Again, Democrats do support their share of plausibly unconstitutional policies. Their attempt to prevent individuals on the terrorist watch list from purchasing firearms, for example, may violate due process. Their push to overturn Citizens United could arguably jeopardize First Amendment rights. Republicans have fiercely condemned both these efforts as attacks on the Constitution. And I happen to agree that the party’s current proposals to both limit Citizens United and institute “no fly, no buy” are terrible ideas of dubious constitutionality.
But even if these measures are unconstitutional, they aren’t attacks on the Constitution itself. They are attacks on modern—indeed, very recent—interpretations of the Constitution. The due process problems with “no fly, no buy” are rooted in the Supreme Court’s 5–4 decision in 2008 holding, for the first time ever, that the Second Amendment protects an individual right to gun ownership. (Because bearing arms is now a “fundamental right,” the argument goes, restrictions on firearm ownership should be subject to stricter due process limitations.) The constitutional problems with bills curbing Citizens United hinge on another 5–4 ruling in 2010 that reversed decades of precedent. Meanwhile, Republicans’ constant complaint that President Obama’s executive actions and regulatory rulemaking violate separation of powers or the 10th Amendment has yet to find support with a majority of the court.
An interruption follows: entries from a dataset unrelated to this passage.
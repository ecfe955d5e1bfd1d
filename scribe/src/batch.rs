//! Batch subcommand: transcribe a media file into final segments.

use crate::config::{ModelArgs, ModelConfig};
use crate::srt;
use eyre::{Result, WrapErr};
use scribe_asr::batch::BatchPipeline;
use scribe_asr::config::{EngineConfig, VadConfig, VadOptions};
use scribe_asr::id::UuidIdGen;
use scribe_asr::segmentation::SegmenterConfig;
use scribe_asr::sherpa::SherpaVad;
use scribe_asr::transcode::{TranscodeConfig, Transcoder};
use scribe_asr::types::{OutputEvent, TranscriptSegment};
use std::io::{self, Write};
use std::path::PathBuf;
use std::time::Instant;

#[derive(clap::ValueEnum, Clone, Copy, Debug, Default, PartialEq, Eq)]
pub enum OutputFormat {
    /// One JSON array of final segments
    #[default]
    Json,
    /// SubRip subtitles
    Srt,
}

#[derive(clap::Args, Debug)]
pub struct Args {
    /// Input media file
    pub input: PathBuf,

    /// Write the result to this file instead of stdout
    #[arg(short, long)]
    pub output: Option<PathBuf>,

    #[arg(long, value_enum, default_value_t = OutputFormat::Json)]
    pub format: OutputFormat,

    /// Print {"progress": N} lines on stdout while transcribing
    #[arg(long)]
    pub progress: bool,

    /// Silero VAD model; without it the input is cut into fixed chunks
    #[arg(long, env = "SCRIBE_VAD_MODEL")]
    pub vad_model: Option<PathBuf>,

    #[command(flatten)]
    pub model: ModelArgs,

    #[command(flatten)]
    pub vad: VadOptions,

    #[command(flatten)]
    pub segmenter: SegmenterConfig,

    #[command(flatten)]
    pub transcode: TranscodeConfig,
}

#[derive(Debug)]
pub struct Config {
    pub input: PathBuf,
    pub output: Option<PathBuf>,
    pub format: OutputFormat,
    pub progress: bool,
    pub model: ModelConfig,
    pub vad: Option<VadConfig>,
    pub segmenter: SegmenterConfig,
    pub transcoder: Transcoder,
}

impl TryFrom<Args> for Config {
    type Error = eyre::Error;

    fn try_from(args: Args) -> Result<Self> {
        let vad = args
            .vad_model
            .map(|model| VadConfig::new(model, args.vad, &args.model.engine));
        if let Some(vad) = &vad {
            EngineConfig::Vad(vad.clone())
                .validate()
                .wrap_err("invalid vad configuration")?;
        }
        args.segmenter.validate().wrap_err("invalid segmentation configuration")?;

        Ok(Self {
            input: args.input,
            output: args.output,
            format: args.format,
            progress: args.progress,
            model: ModelConfig::try_from(args.model)?,
            vad,
            segmenter: args.segmenter,
            transcoder: Transcoder::from(&args.transcode),
        })
    }
}

pub fn execute(config: Config) -> Result<()> {
    tracing::info!(
        input = %config.input.display(),
        format = ?config.format,
        vad = config.vad.is_some(),
        "batch transcription"
    );

    let s = Instant::now();
    let (recognizer, post) = config.model.load()?;
    let vad = config
        .vad
        .as_ref()
        .map(SherpaVad::new)
        .transpose()
        .wrap_err("failed to load vad")?;
    tracing::info!(duration = %format_secs(s.elapsed().as_secs_f32()), "engines loaded");

    let mut pipeline = BatchPipeline::new(recognizer, UuidIdGen, post, config.segmenter)
        .with_alignment(config.model.alignment);

    let s = Instant::now();
    let progress = config.progress;
    let segments = pipeline
        .transcribe_file(&config.input, &config.transcoder, vad, |pct| {
            if progress {
                print_progress(pct);
            }
        })
        .wrap_err_with(|| format!("failed to transcribe: {:?}", config.input.display()))?;
    tracing::info!(
        duration = %format_secs(s.elapsed().as_secs_f32()),
        segments = segments.len(),
        "inference completed"
    );

    let rendered = render(&segments, config.format)?;
    match &config.output {
        Some(path) => {
            tracing::info!(path = %path.display(), "write output file");
            std::fs::write(path, rendered)
                .wrap_err_with(|| format!("failed to write output: {:?}", path.display()))?;
        }
        None => {
            let mut stdout = io::stdout().lock();
            writeln!(stdout, "{rendered}")?;
            stdout.flush()?;
        }
    }

    Ok(())
}

/// Render final segments in the requested format.
pub fn render(segments: &[TranscriptSegment], format: OutputFormat) -> Result<String> {
    Ok(match format {
        OutputFormat::Json => serde_json::to_string(segments)?,
        OutputFormat::Srt => srt::render(segments),
    })
}

/// One progress line on stdout, flushed so the host sees it immediately.
fn print_progress(progress: u8) {
    if let Err(e) = write_progress(&mut io::stdout().lock(), progress) {
        tracing::warn!(error = %e, progress, "failed to report progress");
    }
}

fn write_progress(out: &mut impl Write, progress: u8) -> io::Result<()> {
    serde_json::to_writer(&mut *out, &OutputEvent::Progress { progress })?;
    out.write_all(b"\n")?;
    out.flush()
}

fn format_secs(secs: f32) -> String {
    format!("{:.2}s", secs)
}

#[cfg(test)]
mod tests {
    use super::*;
    use clap::Parser;
    use scribe_asr::types::Alignment;

    fn segments() -> Vec<TranscriptSegment> {
        let tokens = vec!["hi".to_string(), " there".to_string()];
        let alignment = Alignment::from_starts(tokens, vec![0.5, 1.0], 1.5).unwrap();
        vec![TranscriptSegment::final_text("a", "Hi there.", 0.5, 1.5).with_alignment(alignment)]
    }

    #[test]
    fn renders_json_array() {
        let json = render(&segments(), OutputFormat::Json).unwrap();
        let value: serde_json::Value = serde_json::from_str(&json).unwrap();

        assert_eq!(value[0]["id"], "a");
        assert_eq!(value[0]["isFinal"], true);
        assert_eq!(value[0]["durations"], serde_json::json!([0.5, 0.5]));
    }

    #[test]
    fn renders_empty_json_array() {
        assert_eq!(render(&[], OutputFormat::Json).unwrap(), "[]");
    }

    #[test]
    fn progress_lines_are_json() {
        let mut out = Vec::new();

        write_progress(&mut out, 40).unwrap();
        write_progress(&mut out, 100).unwrap();

        assert_eq!(out, b"{\"progress\":40}\n{\"progress\":100}\n");
    }

    fn parse(extra: &[&str]) -> Args {
        let cli = crate::cli::Cli::try_parse_from(
            ["scribe", "batch", "in.wav", "--model-dir", "/models/x"]
                .into_iter()
                .chain(extra.iter().copied()),
        )
        .unwrap();
        match cli.command {
            crate::cli::Commands::Batch(args) => args,
            other => panic!("unexpected command: {other:?}"),
        }
    }

    #[test]
    fn zero_chunk_length_is_rejected() {
        let err = Config::try_from(parse(&["--chunk-secs", "0"])).unwrap_err();
        let chain = format!("{err:#}");

        assert!(chain.contains("invalid segmentation configuration"));
        assert!(chain.contains("chunk-secs"));
    }

    #[test]
    fn negative_ring_is_rejected() {
        let err = Config::try_from(parse(&["--ring-secs=-1"])).unwrap_err();

        assert!(format!("{err:#}").contains("ring-secs"));
    }

    #[test]
    fn renders_srt() {
        let text = render(&segments(), OutputFormat::Srt).unwrap();

        assert!(text.contains("00:00:00,500 --> 00:00:01,500"));
        assert!(text.contains("Hi there."));
    }
}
This new offensive is altogether different, and it has been building for several years. In 2014, Senate Republicans viciously attacked Debo Adegbile, Obama’s nominee to the Civil Rights Division of the Justice Department, for defending a murderer, successfully blocking his confirmation. A month later, the Republican Governors Association ran an ad attacking Vincent Sheheen, the Democratic nominee in the South Carolina gubernatorial race, for “personally defending dangerous criminals” as a defense attorney. More recently, the National Republican Senatorial Committee put out an ad slamming Hillary Clinton for defending “an accused child rapist.” The conservative Judicial Crisis Network lobbying group, meanwhile, pre-emptively attacked Obama Supreme Court shortlist-er Jane Kelly for her defense of a child molester. And Republican presidential nominee Donald Trump has said that the right of an accused terrorist to be “represented by an outstanding lawyer” is a “sad situation.” The Republican Party has essentially declared that the performance of an attorney’s Sixth Amendment duties is unforgivably execrable. It might as well have declared that the Sixth Amendment itself is reprehensible. How else to explain its constant assault on the right to counsel?
These ads are dangerous, toxic, and horrifying. And they aren’t isolated incidents. Across the board, Republican leadership seems to agree that attacking former defense attorneys for fulfilling Sixth Amendment duties is perfectly acceptable politics. Republicans who specialize in accusing Democrats of pushing unconstitutional measures have remained silent about the assault on the right to counsel. Remember that the next time they rant and rave about Obama’s purported disregard for the Constitution. Democrats may disagree with certain Supreme Court decisions and stretch constitutional lawmaking to its limits—but Republicans have decided to attack the Constitution directly. The Party of Lincoln has finally abandoned the principles that Lincoln cherished the most.